Literature DB >> 7860166

Stratospheric ozone and health.

B K Armstrong1.   

Abstract

BACKGROUND: Stratospheric ozone is being depleted and ambient ultraviolet (UV) irradiance is probably increasing. While remedial steps have been taken through the Montreal protocols, at best it will take some 90 years for stratospheric ozone concentrations to return to the levels existing in the 1970s.
METHODS: The evidence that these changes may have harmful effects on health has been reviewed.
RESULTS: The direct harmful effects are skin cancer, ocular damage and, possibly, immune suppression with an increase in infectious disease. Indirect, harmful effects resulting from climate change, changes in atmospheric chemistry, and changes in food supply may also occur. Beneficial effects are also possible but have largely escaped attention.
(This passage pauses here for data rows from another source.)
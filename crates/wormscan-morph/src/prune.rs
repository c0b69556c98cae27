//! Spur removal
//!
//! Two-phase prune for thinned skeletons. Erosion eats every spur point
//! (3x3 foreground count of 1 or 2, the pixel included) for a fixed number
//! of iterations, which consumes whiskers from their free tip inward but
//! also shortens the genuine tips of the body. Regrowth then walks each
//! surviving endpoint back out along the pre-erosion template, stopping at
//! an original endpoint, so true tips recover their full length while
//! whiskers shorter than the iteration count stay gone.
//!
//! Erosion stalls one pixel short of a junction (that pixel sees the
//! through-line in its neighborhood); the trim pass picks up the leftover
//! stub afterwards.

use crate::topology::{endpoints, neighborhood_count};
use wormscan_core::{BACKGROUND, FOREGROUND, PixelGrid};

/// Erodes spur points `iterations` times, then regrows genuine tips.
///
/// Each erosion pass collects every spur point against the same snapshot
/// and erases them together, so the scan order never influences the result.
pub fn prune_spurs(skeleton: &PixelGrid, iterations: u32) -> PixelGrid {
    let (width, height) = skeleton.dimensions();
    let mut out = skeleton.clone();

    let mut to_clear: Vec<(u32, u32)> = Vec::new();
    for _ in 0..iterations {
        to_clear.clear();
        for y in 0..height {
            for x in 0..width {
                if out.get(x, y) != Some(FOREGROUND) {
                    continue;
                }
                if neighborhood_count(&out, x as i64, y as i64) <= 2 {
                    to_clear.push((x, y));
                }
            }
        }
        if to_clear.is_empty() {
            break;
        }
        for &(x, y) in &to_clear {
            out.data_mut()[(y * width + x) as usize] = BACKGROUND;
        }
    }

    let mut original_tip = vec![false; (width as usize) * (height as usize)];
    for (x, y) in endpoints(skeleton) {
        original_tip[(y * width + x) as usize] = true;
    }

    for (start_x, start_y) in endpoints(&out) {
        let mut cx = start_x as i64;
        let mut cy = start_y as i64;
        'walk: for _ in 0..iterations {
            for dy in -1..=1 {
                for dx in -1..=1 {
                    if (dx, dy) == (0, 0) {
                        continue;
                    }
                    let nx = cx + dx;
                    let ny = cy + dy;
                    if skeleton.get_or(nx, ny, BACKGROUND) == FOREGROUND
                        && out.get_or(nx, ny, FOREGROUND) == BACKGROUND
                    {
                        let idx = (ny as u32 * width + nx as u32) as usize;
                        out.data_mut()[idx] = FOREGROUND;
                        if original_tip[idx] {
                            break 'walk;
                        }
                        cx = nx;
                        cy = ny;
                        continue 'walk;
                    }
                }
            }
            // template exhausted around the cursor
            break;
        }
    }

    out
}

#[cfg(test)]
mod tests {
    use super::*;
    use crate::topology::branch_points;

    fn binary(rows: &[&str]) -> PixelGrid {
        let height = rows.len() as u32;
        let width = rows[0].len() as u32;
        let data: Vec<u8> = rows
            .iter()
            .flat_map(|r| r.bytes())
            .map(|b| if b == b'#' { FOREGROUND } else { BACKGROUND })
            .collect();
        PixelGrid::from_raw(width, height, data).unwrap()
    }

    fn line(width: u32, height: u32, y: u32, x0: u32, x1: u32) -> PixelGrid {
        let mut g = PixelGrid::new(width, height).unwrap();
        for x in x0..=x1 {
            g.set(x, y, FOREGROUND).unwrap();
        }
        g
    }

    #[test]
    fn test_prune_restores_clean_line() {
        let g = line(26, 7, 3, 2, 23);
        let pruned = prune_spurs(&g, 6);
        assert_eq!(pruned.data(), g.data());
    }

    #[test]
    fn test_prune_eats_whisker_down_to_stub() {
        // three-pixel whisker hanging off the middle of a line; erosion
        // consumes it until the junction-adjacent pixel stalls at count 4
        let mut g = line(26, 8, 5, 2, 23);
        for y in 2..=4 {
            g.set(10, y, FOREGROUND).unwrap();
        }
        let pruned = prune_spurs(&g, 6);

        assert_eq!(pruned.get(10, 2), Some(BACKGROUND));
        assert_eq!(pruned.get(10, 3), Some(BACKGROUND));
        assert_eq!(pruned.get(10, 4), Some(FOREGROUND));
        // body fully regrown
        for x in 2..=23 {
            assert_eq!(pruned.get(x, 5), Some(FOREGROUND), "body pixel {x}");
        }
    }

    #[test]
    fn test_prune_keeps_whisker_longer_than_iterations() {
        let mut g = line(26, 12, 9, 2, 23);
        for y in 2..=8 {
            g.set(10, y, FOREGROUND).unwrap();
        }
        let pruned = prune_spurs(&g, 4);
        // a seven-pixel arm survives a four-iteration prune: its stump
        // remains an endpoint and regrows
        assert_eq!(pruned.get(10, 2), Some(FOREGROUND));
        assert_eq!(branch_points(&pruned).len(), 1);
    }

    #[test]
    fn test_prune_removes_isolated_speck() {
        let mut g = line(20, 9, 4, 3, 16);
        g.set(1, 1, FOREGROUND).unwrap();
        let pruned = prune_spurs(&g, 2);
        assert_eq!(pruned.get(1, 1), Some(BACKGROUND));
        assert_eq!(pruned.count_value(FOREGROUND), 14);
    }

    #[test]
    fn test_prune_consumes_short_object_entirely() {
        let g = line(12, 5, 2, 4, 7);
        let pruned = prune_spurs(&g, 6);
        assert_eq!(pruned.count_value(FOREGROUND), 0);
    }

    #[test]
    fn test_prune_zero_iterations_is_identity() {
        let g = binary(&[
            "........",
            ".######.",
            "...#....",
            "........",
        ]);
        let pruned = prune_spurs(&g, 0);
        assert_eq!(pruned.data(), g.data());
    }
}
//! Debug rendering of label maps
//!
//! Assigns one color per label for visual inspection of labeling output.
//! Colors come from a fixed-seed generator so successive runs agree;
//! nothing downstream depends on the particular values.

use rand::rngs::StdRng;
use rand::{RngExt, SeedableRng};

use wormscan_core::LabelMap;

/// Seed for the per-label color stream
const COLOR_SEED: u64 = 0x5eed;

/// Bytes per RGB pixel in the rendered buffer
pub const RGB_BYTES: usize = 3;

/// One deterministic RGB color per label `1..=count`.
///
/// Channels stay in 64..=255 so no label color collapses into the black
/// background.
pub fn label_colors(count: u32) -> Vec<[u8; RGB_BYTES]> {
    let mut rng = StdRng::seed_from_u64(COLOR_SEED);
    (0..count)
        .map(|_| {
            [
                rng.random_range(64..=255u8),
                rng.random_range(64..=255u8),
                rng.random_range(64..=255u8),
            ]
        })
        .collect()
}

/// Render a label map to a row-major RGB byte buffer.
///
/// Background cells are black; labeled cells take their label's color.
pub fn colorize_labels(labels: &LabelMap, count: u32) -> Vec<u8> {
    let (width, height) = labels.dimensions();
    let colors = label_colors(count);
    let mut out = vec![0u8; width as usize * height as usize * RGB_BYTES];

    for (idx, &label) in labels.data().iter().enumerate() {
        if label == 0 || label > count {
            continue;
        }
        let color = colors[(label - 1) as usize];
        out[idx * RGB_BYTES..idx * RGB_BYTES + RGB_BYTES].copy_from_slice(&color);
    }
    out
}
Quantification of these effects is either uncertain or impossible at present and the outcomes for health in 50 years time can only be guessed at.
CONCLUSIONS: To understand better the health consequence of stratospheric ozone depletion, we need to know the quantitative relationship between ambient UV radiation and skin cancer, whether or not UV radiation really causes cataract and other ocular effects and what the quantitative relationships are, whether effects of UV radiation on immune function produce detectable health consequences, whether there are important beneficial effects of increasing UV radiation and, ultimately, what the balance of all these effects might be on health on a global scale.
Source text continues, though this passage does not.